Although Gauss was the first to suggest the normal distribution law, Laplace made
significant contributions. It was Laplace who first posed the problem of aggregating several
observations in 1774, although his own solution led to the Laplacian distribution. It was Laplace
who first calculated the value of the integral ∫ e − t ² dt = √ π in 1782, providing the normalization
constant for the normal distribution. Finally, it was Laplace who in 1810 proved and presented to
the Academy the fundamental central limit theorem, which emphasized the theoretical
importance of the normal distribution
Conclusion
There are two types of probability distribution, binomial distribution and normal
distribution. Both distributions are very useful as they help us to solve problems in real
life. For binomial distribution, it can be described as the probability of a SUCCESS or
FAILURE outcome in an experiment, that is repeated multiple time. For a real-life
example, if a new drug is introduced to cure a disease, it either cures the disease
(successful) or it doesn’t cure the disease (failure). If we purchase a lottery ticket, we’re
either going to win money, or aren’t. In contrast, the normal distribution is very
important in statistic as it approximately fits into actual, observed probability of many
real-life measurements such as height, weight and blood pressure.
From the survey done, we can conclude that majority of the students are in the
normal BMI category. However, there are still many students that do not achieve an
ideal BMI, which is from 18.5 to 24.9. They were in the underweight, overweight and
obese categories. Proper diet arrangement and regular exercises are needed for them to
return to the normal BMI category, so that they live a healthier life.
Reference
1. http://en.wikipedia.org/wiki/Normal_distribution
2. http://en.wikipedia.org/wiki/Binomial_distribution
3. http://en.wikipedia.org/wiki/Pierre-Simon_Laplace
4. http://en.wikipedia.org/wiki/Carl_Friedrich_Gauss
5. http://en.wikipedia.org/wiki/Abraham_de_Moivre
REFLECTION
While conducting this project, I have learnt the importance of using binomial distribution and
normal distribution to solve mathematical and statistics problems. Apart from that, this project
encourages students to gather information from the Internet, making surveys, improve thinking
skills and promote effective mathematical communication.
After conducting this project, I found out that most of the students have an ideal BMI index.

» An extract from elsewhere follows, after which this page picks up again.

//! kgflow - run Graphiti workflow nodes from the command line

pub mod commands;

This means that they always maintain a healthy lifestyle. Besides, they always keep their body
fit.
On the other hand, from this project, I have given the chance to promote some moral values
while conducting this project. Firstly, I learn to be thankful to my additional mathematics
teacher, Pn.Aznita binti Sairi who has been so caring who has given guidance to me while
conducting this project. Besides, I also want to thank to my friends who have been very co-
operative with me while conducting this project. Furthermore, I am appreciate those
mathematician who invented normal distribution and binomial distribution so that our current life
is easy in solving questions concerning in this aspect.